Le conseil municipal relisait Pétrone, le critiquait. Les notables disaient: «Il faut attendre», et calmaient un peu l’effervescence générale. Tous les invités, sur l’avis du sous-préfet, prirent des amers huit jours à l’avance.

Enfin, le grand jour arriva.

La maison de Me Percenoix était sise près des Promenades, à une portée de fusil de celle de son rival.

Dès quatre heures du soir, une haie s’était formée, devant la porte, sur deux rangs, pour voir venir les convives. Au coup de six heures, on les signala.

L’on s’était rencontré aux Promenades, comme par hasard, et l’on arrivait ensemble.

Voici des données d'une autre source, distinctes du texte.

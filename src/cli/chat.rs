//! Assistant chat CLI command
//!
//! With a message argument, asks once and prints the reply. Without one,
//! reads questions from stdin until `exit`, `quit` or end of input.

use tokio::io::{AsyncBufReadExt, BufReader};

use super::AppContext;
use crate::display::format_message;
use crate::error::LedgerDeskResult;
use crate::models::ChatSession;
use crate::services::ChatService;

/// Handle the chat command
pub async fn handle_chat_command(ctx: &AppContext, message: Option<String>) -> LedgerDeskResult<()> {
    let service = ChatService::new(&ctx.client);
    let mut session = ChatSession::new();

    if let Some(message) = message {
        if let Some(id) = service.ask(&mut session, &message).await {
            if let Some(reply) = session.get(&id) {
                println!("{}", reply.content);
            }
        }
        return Ok(());
    }

    if let Some(id) = service.greet(&mut session) {
        if let Some(greeting) = session.get(&id) {
            println!("{}", format_message(greeting));
        }
    }
    println!("Type 'exit' to leave.");

    let mut lines = BufReader::new(tokio::io::stdin()).lines();
    loop {
        eprint!("> ");
        let Some(line) = lines.next_line().await? else {
            break;
        };
        let line = line.trim();
        if line.eq_ignore_ascii_case("exit") || line.eq_ignore_ascii_case("quit") {
            break;
        }

        if let Some(id) = service.ask(&mut session, line).await {
            if let Some(reply) = session.get(&id) {
                println!("{}", format_message(reply));
            }
        }
    }

    Ok(())
}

Il y avait, d’abord, le sous-préfet, donnant le bras à madame Lecastelier; puis le receveur particulier et le directeur de la poste; puis trois personnes d’une haute influence; puis le docteur, donnant le bras au banquier; puis une célébrité, l’Introducteur du phylloxera en France; puis le proviseur du lycée, et quelques propriétaires fonciers. Me Lecastelier fermait la marche, prisant, parfois, d’un air méditatif.

Ces messieurs étaient en habit noir, en cravate blanche, et montraient une fleur à leur boutonnière: madame Lecastelier, maigre, était en robe de soie couleur souris-qui-trotte, un peu montante.

Arrivés devant le portail, et à l’aspect des panonceaux qui brillaient des feux du couchant, les convives se retournèrent vers l’horizon magique: les arbres lointains s’illuminaient; les oiseaux s’apaisaient dans les vergers voisins.

—Quel sublime spectacle! s’écria l’Introducteur du phylloxera en embrassant, du regard, l’Occident.